La Capilla Paulina, lugar de culto (en la que se expone el Santísimo Sacramento) y reservada al Papa y la familia Pontificia, fue encargada por el Papa Pablo III Farnese (1534-1549) a Antonio de Sangallo, que la comenzó en 1537,
Miguel Ángel fue el encargado de los frescos sobre la "Conversión de Saulo", que comenzó a pintarse en 1542, y de la "Crucifixión de San Pedro", iniciado tres años más tarde, para concluir el conjunto en 1550.
Ubicada a pocos pasos de la Capilla Sixtina, la restauración ha sido dirigida por el historiador de arte Arnold Nesselrat y realizada por el equipo de restauradores de los Museos Vaticanos, que dirige Maurizio De Luca.

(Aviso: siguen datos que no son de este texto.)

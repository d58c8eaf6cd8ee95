//! The parser's output AST (§4.3) and the dependency shapes it yields.

use fermi_common::{CellAddress, ErrorKind, RefKind};

#[cfg(feature = "serde")]
use serde::{Deserialize, Serialize};

#[derive(Debug, Clone, Copy, PartialEq, Eq, Hash)]
#[cfg_attr(feature = "serde", derive(Serialize, Deserialize))]
pub enum UnaryOperator {
    Plus,
    Minus,
    Percent,
}

#[derive(Debug, Clone, Copy, PartialEq, Eq, Hash)]
#[cfg_attr(feature = "serde", derive(Serialize, Deserialize))]
pub enum BinaryOperator {
    Add,
    Sub,
    Mul,
    Div,
    Pow,
    Concat,
    Eq,
    Ne,
    Lt,
    Le,
    Gt,
    Ge,
}

/// One endpoint of a column-only range (`A:A`) — row is intentionally
/// absent, unlike [`fermi_common::CellAddress`].
#[derive(Debug, Clone, PartialEq, Eq, Hash)]
#[cfg_attr(feature = "serde", derive(Serialize, Deserialize))]
pub struct ColumnRef {
    pub sheet: Option<String>,
    pub col: u32,
    pub col_kind: RefKind,
}

#[derive(Debug, Clone, PartialEq, Eq, Hash)]
#[cfg_attr(feature = "serde", derive(Serialize, Deserialize))]
pub struct RowRef {
    pub sheet: Option<String>,
    pub row: u32,
    pub row_kind: RefKind,
}

/// A distribution literal recognised directly by the tokenizer/parser
/// (§6.2), materialised into a `RichNumber` at evaluation time.
#[derive(Debug, Clone, PartialEq)]
#[cfg_attr(feature = "serde", derive(Serialize, Deserialize))]
pub enum DistributionLiteral {
    Gaussian { mean: f64, variance: f64 },
    Sampled { mean: f64, variance: f64 },
    ConfidenceInterval { lo: f64, hi: f64, confidence_pct: f64 },
    LogNormal { mean: f64, variance: f64 },
    Uniform { lo: f64, hi: f64 },
}

/// Parsed formula AST (§4.3). Reference-bearing nodes hold a relative
/// [`CellAddress`]/[`ColumnRef`]/[`RowRef`] — absolutizing against the
/// owning formula's address happens during dependency extraction, not
/// during parsing.
#[derive(Debug, Clone, PartialEq)]
#[cfg_attr(feature = "serde", derive(Serialize, Deserialize))]
pub enum Ast {
    Empty,
    Number(f64),
    String(String),
    Bool(bool),
    Error(ErrorKind),
    Distribution(DistributionLiteral),
    CellReference(CellAddress),
    CellRange(CellAddress, CellAddress),
    ColumnRange(ColumnRef, ColumnRef),
    RowRange(RowRef, RowRef),
    NamedExpression(String),
    FunctionCall { name: String, args: Vec<Ast> },
    Array(Vec<Vec<Ast>>),
    Parenthesis(Box<Ast>),
    UnaryOp { op: UnaryOperator, expr: Box<Ast> },
    BinaryOp { op: BinaryOperator, left: Box<Ast>, right: Box<Ast> },
}

/// A raw dependency extracted from an AST, still relative to the owning
/// formula's address (§4.3 "Dependency extraction").
#[derive(Debug, Clone, PartialEq, Eq, Hash)]
pub enum Dep {
    Address(CellAddress),
    CellRange(CellAddress, CellAddress),
    ColumnRange(ColumnRef, ColumnRef),
    RowRange(RowRef, RowRef),
    NamedExpression(String),
}

/// Walk `ast` and collect every reference it contains, in AST order
/// (§4.3 "Dependency extraction").
pub fn collect_dependencies(ast: &Ast) -> Vec<Dep> {
    let mut out = Vec::new();
    walk(ast, &mut out);
    out
}

fn walk(ast: &Ast, out: &mut Vec<Dep>) {
    match ast {
        Ast::CellReference(addr) => out.push(Dep::Address(addr.clone())),
        Ast::CellRange(a, b) => out.push(Dep::CellRange(a.clone(), b.clone())),
        Ast::ColumnRange(a, b) => out.push(Dep::ColumnRange(a.clone(), b.clone())),
        Ast::RowRange(a, b) => out.push(Dep::RowRange(a.clone(), b.clone())),
        Ast::NamedExpression(name) => out.push(Dep::NamedExpression(name.clone())),
        Ast::UnaryOp { expr, .. } => walk(expr, out),
        Ast::Parenthesis(inner) => walk(inner, out),
        Ast::BinaryOp { left, right, .. } => {
            walk(left, out);
            walk(right, out);
        }
        Ast::FunctionCall { args, .. } => {
            for a in args {
                walk(a, out);
            }
        }
        Ast::Array(rows) => {
            for row in rows {
                for item in row {
                    walk(item, out);
                }
            }
        }
        Ast::Empty
        | Ast::Number(_)
        | Ast::String(_)
        | Ast::Bool(_)
        | Ast::Error(_)
        | Ast::Distribution(_) => {}
    }
}

#[cfg(test)]
mod tests {
    use super::*;

    #[test]
    fn collects_nested_references() {
        let ast = Ast::BinaryOp {
            op: BinaryOperator::Add,
            left: Box::new(Ast::CellReference(CellAddress::relative(0, 0))),
            right: Box::new(Ast::FunctionCall {
                name: "SUM".into(),
                args: vec![Ast::CellRange(CellAddress::relative(1, 0), CellAddress::relative(1, 9))],
            }),
        };
        let deps = collect_dependencies(&ast);
        assert_eq!(deps.len(), 2);
    }
}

Los trabajos han costado 3 millones de euros (4,2 millones de dólares) y han permitido devolver la luminosidad a los colores elegidos por Miguel Ángel y descubrir a los restauradores las pinceladas del artista toscano.
En aquellos años y a pesar de su mala salud, Miguel Ángel estaba cargado de trabajo, pues acababa de pintar el Juicio Final en la Capilla Sixtina y se encargaba del proyecto de la cúpula de la basílica de San Pedro.
Paolucci manifestó que se ha quitado la "oscura camisa de suciedad" que la cubría, se han reavivado los colores alterados por el paso de los años y se le ha devuelto la gama cromática clara y luminosa que la caracterizaba en su origen.
Una nueva instalación eléctrica, con lámparas tipo "led" de luces blancas, resaltará las obras que encierran sus paredes, evitando sombras y cambios de color.
Paolucci dijo hoy que durante las obras de restauración analizaron la conveniencia o no de quitar los velos que habían sido pintados para ocultar los genitales de San Pedro y que no aparecían en el original.
Un velo fue pintado pocos años después de que la obra estuviera acabada y en la década de los años 30 del pasado siglo le fue colocado otro "calzoncillo" encima.
Paolucci explicó que finalmente, decidieron mantenerlos "ya que la historia no da marcha atrás".